Goal of the exercise
Take the records below and copy them exactly.

━━━━━━━━

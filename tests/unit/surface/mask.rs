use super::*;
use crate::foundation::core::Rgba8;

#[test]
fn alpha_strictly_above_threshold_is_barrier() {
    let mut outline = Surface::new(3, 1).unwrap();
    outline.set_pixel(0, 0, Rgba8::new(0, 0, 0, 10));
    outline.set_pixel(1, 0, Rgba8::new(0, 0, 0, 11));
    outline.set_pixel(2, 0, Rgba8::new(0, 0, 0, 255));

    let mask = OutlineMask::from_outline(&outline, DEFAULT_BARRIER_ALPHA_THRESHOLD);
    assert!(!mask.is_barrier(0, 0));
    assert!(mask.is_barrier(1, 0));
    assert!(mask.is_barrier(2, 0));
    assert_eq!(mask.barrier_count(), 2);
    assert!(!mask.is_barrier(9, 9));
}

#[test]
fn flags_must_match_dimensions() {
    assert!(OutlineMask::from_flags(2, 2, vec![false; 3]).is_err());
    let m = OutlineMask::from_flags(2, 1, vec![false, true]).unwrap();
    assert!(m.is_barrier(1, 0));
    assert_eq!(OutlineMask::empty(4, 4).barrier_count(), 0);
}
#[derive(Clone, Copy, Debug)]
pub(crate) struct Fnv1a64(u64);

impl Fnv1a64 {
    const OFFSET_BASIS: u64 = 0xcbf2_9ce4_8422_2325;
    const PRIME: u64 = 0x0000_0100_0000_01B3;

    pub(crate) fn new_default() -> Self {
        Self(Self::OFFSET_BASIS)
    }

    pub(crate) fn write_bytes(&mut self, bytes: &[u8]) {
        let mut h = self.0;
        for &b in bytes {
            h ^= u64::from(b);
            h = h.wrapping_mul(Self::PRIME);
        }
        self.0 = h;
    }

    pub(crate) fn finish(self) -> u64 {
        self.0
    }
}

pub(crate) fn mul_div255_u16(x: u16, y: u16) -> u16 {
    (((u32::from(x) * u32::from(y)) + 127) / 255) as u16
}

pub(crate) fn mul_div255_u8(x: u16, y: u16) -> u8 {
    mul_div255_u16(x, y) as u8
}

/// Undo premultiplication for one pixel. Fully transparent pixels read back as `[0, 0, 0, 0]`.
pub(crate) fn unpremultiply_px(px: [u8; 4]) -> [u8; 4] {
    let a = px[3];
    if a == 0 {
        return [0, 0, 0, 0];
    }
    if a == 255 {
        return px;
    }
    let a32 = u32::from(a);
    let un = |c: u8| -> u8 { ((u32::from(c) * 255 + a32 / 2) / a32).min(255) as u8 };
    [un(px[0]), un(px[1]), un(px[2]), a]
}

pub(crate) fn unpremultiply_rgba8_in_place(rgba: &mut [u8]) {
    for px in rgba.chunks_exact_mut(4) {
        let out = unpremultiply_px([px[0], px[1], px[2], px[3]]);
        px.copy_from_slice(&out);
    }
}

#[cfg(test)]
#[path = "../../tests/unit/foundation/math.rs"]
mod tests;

━━━━━━━━

Answer area
filename tests/unit/surface/mask.rs
use super::*;
use crate::foundation::core::Rgba8;

#[test]
fn alpha_strictly_above_threshold_is_barrier() {
    let mut outline = Surface::new(3, 1).unwrap();
    outline.set_pixel(0, 0, Rgba8::new(0, 0, 0, 10));
    outline.set_pixel(1, 0, Rgba8::new(0, 0, 0, 11));
    outline.set_pixel(2, 0, Rgba8::new(0, 0, 0, 255));

    let mask = OutlineMask::from_outline(&outline, DEFAULT_BARRIER_ALPHA_THRESHOLD);
    assert!(!mask.is_barrier(0, 0));
    assert!(mask.is_barrier(1, 0));
    assert!(mask.is_barrier(2, 0));
    assert_eq!(mask.barrier_count(), 2);
    assert!(!mask.is_barrier(9, 9));
}

#[test]
fn flags_must_match_dimensions() {
    assert!(OutlineMask::from_flags(2, 2, vec![false; 3]).is_err());
    let m = OutlineMask::from_flags(2, 1, vec![false, true]).unwrap();
    assert!(m.is_barrier(1, 0));
    assert_eq!(OutlineMask::empty(4, 4).barrier_count(), 0);
}
#[derive(Clone, Copy, Debug)]
pub(crate) struct Fnv1a64(u64);

impl Fnv1a64 {
    const OFFSET_BASIS: u64 = 0xcbf2_9ce4_8422_2325;
    const PRIME: u64 = 0x0000_0100_0000_01B3;

    pub(crate) fn new_default() -> Self {
        Self(Self::OFFSET_BASIS)
    }

    pub(crate) fn write_bytes(&mut self, bytes: &[u8]) {
        let mut h = self.0;
        for &b in bytes {
            h ^= u64::from(b);
            h = h.wrapping_mul(Self::PRIME);
        }
        self.0 = h;
    }

    pub(crate) fn finish(self) -> u64 {
        self.0
    }
}

pub(crate) fn mul_div255_u16(x: u16, y: u16) -> u16 {
    (((u32::from(x) * u32::from(y)) + 127) / 255) as u16
}

pub(crate) fn mul_div255_u8(x: u16, y: u16) -> u8 {
    mul_div255_u16(x, y) as u8
}

/// Undo premultiplication for one pixel. Fully transparent pixels read back as `[0, 0, 0, 0]`.
pub(crate) fn unpremultiply_px(px: [u8; 4]) -> [u8; 4] {
    let a = px[3];
    if a == 0 {
        return [0, 0, 0, 0];
    }
    if a == 255 {
        return px;
    }
    let a32 = u32::from(a);
    let un = |c: u8| -> u8 { ((u32::from(c) * 255 + a32 / 2) / a32).min(255) as u8 };
    [un(px[0]), un(px[1]), un(px[2]), a]
}

pub(crate) fn unpremultiply_rgba8_in_place(rgba: &mut [u8]) {
    for px in rgba.chunks_exact_mut(4) {
        let out = unpremultiply_px([px[0], px[1], px[2], px[3]]);
        px.copy_from_slice(&out);
    }
}

#[cfg(test)]
#[path = "../../tests/unit/foundation/math.rs"]
mod tests;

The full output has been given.